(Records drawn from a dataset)
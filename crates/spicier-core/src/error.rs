use thiserror::Error;

/// Errors surfaced while building or assembling a circuit model.
///
/// Lexing and grammar errors live in `spicier-parser`; this enum covers the
/// semantic layer once a netlist has a typed element list, plus the
/// device-support boundary enforced at stamp time.
#[derive(Debug, Error)]
pub enum Error {
    #[error("line {line}: {message}")]
    ParseError { line: usize, message: String },

    #[error("line {line}: unknown controller label '{label}'")]
    SemanticError { line: usize, label: String },

    #[error("element '{label}' ({kind}) is parsed but not supported by the solver")]
    UnsupportedElement { label: String, kind: String },

    #[error("matrix/vector dimension mismatch: expected {expected}, got {actual}")]
    DimensionMismatch { expected: usize, actual: usize },

    #[error("singular matrix: zero pivot at row {row}")]
    SingularMatrix { row: usize },

    #[error("I/O error: {0}")]
    Io(#[from] std::io::Error),
}

pub type Result<T> = std::result::Result<T, Error>;
//! Optional PNG waveform output, enabled by `--graphs` (§6.3, §9). One PNG
//! per unknown (node voltage or Group 2 branch current) is written under
//! `res/`.

use std::fs;
use std::path::Path;

use anyhow::Result;
use plotters::prelude::*;
use spicier_core::{matrix_index, Netlist};
use spicier_solver::TransientResult;

pub fn write_graphs(netlist: &Netlist, result: &TransientResult, out_dir: &Path) -> Result<()> {
    fs::create_dir_all(out_dir)?;

    for (_, name) in netlist.nodes.ordered_names() {
        let idx = matrix_index(netlist.nodes.get(name).unwrap()).unwrap();
        let series = result.waveform(idx);
        let path = out_dir.join(format!("{name}.png"));
        render_series(&path, &format!("V({name})"), &series)?;
    }

    for element in &netlist.elements {
        if let Some(k) = element.current_index {
            let series = result.waveform(k);
            let path = out_dir.join(format!("{}.png", element.label));
            render_series(&path, &format!("I({})", element.label), &series)?;
        }
    }

    Ok(())
}

fn render_series(path: &Path, title: &str, series: &[(f64, f64)]) -> Result<()> {
    let root = BitMapBackend::new(path, (800, 400)).into_drawing_area();
    root.fill(&WHITE)?;

    let (t_min, t_max) = bounds(series.iter().map(|(t, _)| *t));
    let (y_min, y_max) = bounds(series.iter().map(|(_, y)| *y));
    let y_pad = ((y_max - y_min).abs() * 0.1).max(1e-9);

    let mut chart = ChartBuilder::on(&root)
        .caption(title, ("sans-serif", 24))
        .margin(10)
        .x_label_area_size(30)
        .y_label_area_size(50)
        .build_cartesian_2d(t_min..t_max.max(t_min + 1e-12), (y_min - y_pad)..(y_max + y_pad))?;

    chart.configure_mesh().draw()?;
    chart.draw_series(LineSeries::new(series.iter().copied(), &BLUE))?;
    root.present()?;
    Ok(())
}

fn bounds(values: impl Iterator<Item = f64>) -> (f64, f64) {
    values.fold((f64::INFINITY, f64::NEG_INFINITY), |(lo, hi), v| {
        (lo.min(v), hi.max(v))
    })
}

◆ Task goal
How many of the lines above contain the string "join"? Give the number only.

◆ Response below
2